In the current study, changes in MVIC during real stimulation indicated that tDCS technique could positively modulate the isometric strength of external and internal shoulder rotators in handball players. Muscle imbalance, as represented by the ratio of external to internal rotators, is often present in handball players14 and may lead to injury.22 tDCS could be applied as a complementary tool in muscle strengthening programs to help counteract these imbalances in combination with specific exercises, as this transitory increment in muscle strength per se does not necessarily result in improved sports skills if considered as an unique intervention.5
In this context, tDCS could act to increase sports performance through facilitating the activation of corticospinal tract and potentiating the entire motor pathway. Favorable results have been demonstrated when tDCS is associated with active exercises. Anodal tDCS (2mA, 0.08mA/cm2) combined simultaneously with voluntary exercise produces a two-fold increase in the amplitude of motor excitability compared with tDCS or exercise alone.23 Nonetheless, the effect of tDCS combined with exercise seems to be dependent on the characteristic of exercises, such as type of muscle contractions.24 It is possible that tDCS has a relevant effect in specific physical fitness and in specific conditions. The “ideal” protocols for motor cortex modulation that fit the needs of athletes and coaches still need further investigation.

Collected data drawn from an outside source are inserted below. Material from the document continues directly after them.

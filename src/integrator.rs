use crate::{
    config::{Arena, SimulationConfig, WallRestitution},
    grid::SpatialGrid,
    particle::Particle,
    vector::{Unit, Vector2},
};

/// Advances particles by one sub-step: motion, wall bounces and attraction.
///
/// A frame is split in [`sub_steps`](SimulationConfig::sub_steps) sub-steps, each moving
/// particles by the corresponding fraction of their velocity.
#[derive(Clone, Debug, PartialEq)]
pub struct Integrator {
    arena: Arena,
    sub_steps: u32,
    walls: WallRestitution,
    attraction_strength: f64,
    max_velocity: f64,
}

impl Integrator {
    /// Creates an [`Integrator`] using the parameters of the given configuration.
    ///
    /// The configuration is expected to be [valid](SimulationConfig::validate), in particular to
    /// have at least one sub-step.
    pub fn from_config(config: &SimulationConfig) -> Self {
        debug_assert!(config.sub_steps > 0, "integrator needs at least one sub-step");

        Self {
            arena: config.arena,
            sub_steps: config.sub_steps,
            walls: config.walls,
            attraction_strength: config.attraction_strength,
            max_velocity: config.max_velocity,
        }
    }

    /// Integrates the particle and inserts it in the grid at its new position under the given id.
    #[inline]
    pub fn step(
        &self,
        id: usize,
        particle: &mut Particle,
        grid: &mut SpatialGrid,
        attraction_target: Option<Vector2>,
    ) {
        self.integrate(particle, attraction_target);
        grid.insert(id, particle.position);
    }

    /// Moves the particle, bounces it off the walls and pulls it toward the attraction target if any.
    pub fn integrate(&self, particle: &mut Particle, attraction_target: Option<Vector2>) {
        let sub_steps = self.sub_steps as f64;

        particle.position += particle.velocity / sub_steps;
        particle.velocity += particle.acceleration / sub_steps;

        self.bounce(particle);

        if let Some(target) = attraction_target {
            particle.velocity += self.attraction_force(particle.position, target) / sub_steps;

            if particle.velocity.length() > self.max_velocity {
                particle.velocity = particle.velocity.unit() * self.max_velocity;
            }
        }
    }

    /// Inverse-square pull exerted by `target` on a particle at `position`.
    ///
    /// Zero when the particle sits exactly on the target.
    ///
    /// ```
    /// # use jostle::prelude::*;
    /// let integrator = Integrator::from_config(&SimulationConfig::default());
    /// let position = Vector2::new(100.0, 100.0);
    ///
    /// let force = integrator.attraction_force(position, Vector2::new(110.0, 100.0));
    /// assert!((force - Vector2::new(66.74, 0.0)).length() < 1E-9);
    ///
    /// assert_eq!(integrator.attraction_force(position, position), Vector2::ZERO);
    /// ```
    #[inline]
    pub fn attraction_force(&self, position: Vector2, target: Vector2) -> Vector2 {
        let displacement = target - position;
        let distance_squared = displacement.length_squared();

        if distance_squared == 0.0 {
            return Vector2::ZERO;
        }

        displacement.unit() * (self.attraction_strength / distance_squared)
    }

    // Walls are handled one axis at a time, a corner hit bounces on both.
    fn bounce(&self, particle: &mut Particle) {
        let radius = particle.radius;
        let Arena { width, height } = self.arena;
        let (position, velocity) = (&mut particle.position, &mut particle.velocity);

        if position.x > width - radius {
            position.x = width - radius;
            velocity.x *= -self.walls.right;
        }
        if position.x < radius {
            position.x = radius;
            velocity.x *= -self.walls.left;
        }
        if position.y > height - radius {
            position.y = height - radius;
            velocity.y *= -self.walls.bottom;
        }
        if position.y < radius {
            position.y = radius;
            velocity.y *= -self.walls.top;
        }
    }
}

#[cfg(test)]
mod tests {
    use super::*;
    use crate::particle::Color;

    const EPSILON: f64 = 1E-9;

    fn integrator(width: f64, height: f64) -> Integrator {
        Integrator::from_config(&SimulationConfig {
            arena: Arena::new(width, height),
            ..Default::default()
        })
    }

    fn particle(position: (f64, f64), velocity: (f64, f64)) -> Particle {
        Particle::new(
            Vector2::from(position),
            Vector2::from(velocity),
            10.0,
            Color::RED,
        )
    }

    #[test]
    fn moves_by_a_fraction_of_the_velocity() {
        let integrator = integrator(1000.0, 1000.0);
        let mut p = particle((100.0, 100.0), (5.0, -20.0));
        p.acceleration = Vector2::new(1.0, 2.0);

        integrator.integrate(&mut p, None);

        assert!((p.position - Vector2::new(100.5, 98.0)).length() < EPSILON);
        assert!((p.velocity - Vector2::new(5.1, -19.8)).length() < EPSILON);
    }

    #[test]
    fn top_left_corner_bounce() {
        let integrator = integrator(1000.0, 1000.0);
        let mut p = particle((5.0, 5.0), (-10.0, -10.0));

        integrator.integrate(&mut p, None);

        assert_eq!(p.position, Vector2::new(10.0, 10.0));
        assert_eq!(p.velocity, Vector2::new(5.0, 10.0));
    }

    #[test]
    fn bottom_right_corner_bounce() {
        let integrator = integrator(1000.0, 500.0);
        let mut p = particle((995.0, 495.0), (20.0, 20.0));

        integrator.integrate(&mut p, None);

        assert_eq!(p.position, Vector2::new(990.0, 490.0));
        assert!((p.velocity - Vector2::new(-10.0, -7.0)).length() < EPSILON);
    }

    #[test]
    fn attraction_at_target_is_zero() {
        let integrator = integrator(1000.0, 1000.0);
        let mut p = particle((300.0, 300.0), (0.0, 0.0));

        integrator.integrate(&mut p, Some(Vector2::new(300.0, 300.0)));

        assert_eq!(p.velocity, Vector2::ZERO);
        assert_eq!(p.position, Vector2::new(300.0, 300.0));
        assert!(p.velocity.is_finite() && p.position.is_finite());
    }

    #[test]
    fn attraction_pulls_toward_target() {
        let integrator = integrator(1000.0, 1000.0);
        let mut p = particle((300.0, 300.0), (0.0, 0.0));

        integrator.integrate(&mut p, Some(Vector2::new(300.0, 400.0)));

        // 6674 / 100^2 / 10 sub-steps
        assert!((p.velocity - Vector2::new(0.0, 0.06674)).length() < EPSILON);
    }

    #[test]
    fn attraction_clamps_velocity() {
        let integrator = integrator(1000.0, 1000.0);
        let mut p = particle((300.0, 300.0), (14.0, 0.0));

        integrator.integrate(&mut p, Some(Vector2::new(303.0, 300.0)));

        assert!((p.velocity.length() - 15.0).abs() < EPSILON);
        assert!(p.velocity.x > 0.0);
    }

    #[test]
    fn no_clamp_without_target() {
        let integrator = integrator(1000.0, 1000.0);
        let mut p = particle((300.0, 300.0), (40.0, 0.0));

        integrator.integrate(&mut p, None);

        assert_eq!(p.velocity, Vector2::new(40.0, 0.0));
    }

    #[test]
    #[cfg(debug_assertions)]
    #[should_panic]
    fn zero_sub_steps() {
        Integrator::from_config(&SimulationConfig {
            sub_steps: 0,
            ..Default::default()
        });
    }

    #[test]
    fn step_inserts_in_grid() {
        let integrator = integrator(1000.0, 1000.0);
        let mut grid = SpatialGrid::new(integrator.arena, 50, 30);
        let mut p = particle((5.0, 5.0), (-10.0, -10.0));

        integrator.step(7, &mut p, &mut grid, None);

        assert_eq!(grid.len(), 1);
        assert_eq!(grid.cell(0, 0), &[7]);
    }
}
//! Atomic file writes via write-to-temp-then-rename
//!
//! Readers of a cache path see either the previous file or the new one,
//! never a half-written file. An `AtomicFile` that is dropped without
//! `commit()` removes its temporary file.

use std::io::Write;
use std::path::{Path, PathBuf};
use tempfile::NamedTempFile;

use crate::error::CacheError;

pub struct AtomicFile {
	tmp: Option<NamedTempFile>,
	path: PathBuf,
}

impl AtomicFile {
	/// Open a temporary file in the same directory as `path` so that the
	/// final rename stays on one filesystem
	pub fn new(path: &Path) -> Result<Self, CacheError> {
		let parent = path.parent().unwrap_or_else(|| Path::new("."));
		let tmp = NamedTempFile::new_in(parent)
			.map_err(|e| CacheError::io(format!("creating temporary file in {}", parent.display()), e))?;
		Ok(AtomicFile { tmp: Some(tmp), path: path.to_path_buf() })
	}

	pub fn write(&mut self, data: &[u8]) -> Result<(), CacheError> {
		let tmp = self.tmp.as_mut().expect("write after commit");
		tmp.as_file_mut()
			.write_all(data)
			.map_err(|e| CacheError::io(format!("writing {}", self.path.display()), e))
	}

	/// Flush and rename the temporary file onto the final path
	pub fn commit(mut self) -> Result<(), CacheError> {
		let tmp = self.tmp.take().expect("commit called twice");
		tmp.as_file().sync_data().ok();
		tmp.persist(&self.path)
			.map(|_| ())
			.map_err(|e| CacheError::io(format!("renaming into {}", self.path.display()), e.error))
	}
}

#[cfg(test)]
mod tests {
	use super::*;
	use std::fs;
	use tempfile::TempDir;

	#[test]
	fn test_commit_writes_file() {
		let dir = TempDir::new().unwrap();
		let target = dir.path().join("entry.R");

		let mut file = AtomicFile::new(&target).unwrap();
		file.write(b"first ").unwrap();
		file.write(b"second").unwrap();
		file.commit().unwrap();

		assert_eq!(fs::read(&target).unwrap(), b"first second");
	}

	#[test]
	fn test_drop_without_commit_leaves_nothing() {
		let dir = TempDir::new().unwrap();
		let target = dir.path().join("entry.R");
		{
			let mut file = AtomicFile::new(&target).unwrap();
			file.write(b"abandoned").unwrap();
		}
		assert!(!target.exists());
		assert_eq!(fs::read_dir(dir.path()).unwrap().count(), 0);
	}

	#[test]
	fn test_old_contents_visible_until_commit() {
		let dir = TempDir::new().unwrap();
		let target = dir.path().join("entry.R");
		fs::write(&target, b"old").unwrap();

		let mut file = AtomicFile::new(&target).unwrap();
		file.write(b"new").unwrap();
		assert_eq!(fs::read(&target).unwrap(), b"old");
		file.commit().unwrap();
		assert_eq!(fs::read(&target).unwrap(), b"new");
	}
}

// vim: ts=4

The present study has some limitations and factors that may have influenced the results. (1) Small sample size: Given the high variability between subjects during and after tDCS application these results must be replicated with large samples; (2) Variability in muscle representation in the primary motor cortex: transcranial magnetic stimulation was not utilized to determine the hot spot for external and internal muscle rotators in the cortex, which would have helped to potentiate the effects of the intervention; (3) The authors did not include cathodal stimulation. Although many studies have demonstrated that cortical excitability is polarity-dependent,20,25 other studies have verified that anodal polarity may exert an inhibitory effect during motor tasks26 just as cathodal polarity may exert an excitatory effect according to the intensity of stimulation.27 Future studies should include cathodal stimulation to investigate if the effects of tDCS on muscle strength are dependent on the polarity.
CONCLUSION
The results of this randomized, crossover trial indicate that transcranial direct current stimulation temporarily increases the isometric strength of the shoulder rotator muscles in handball players.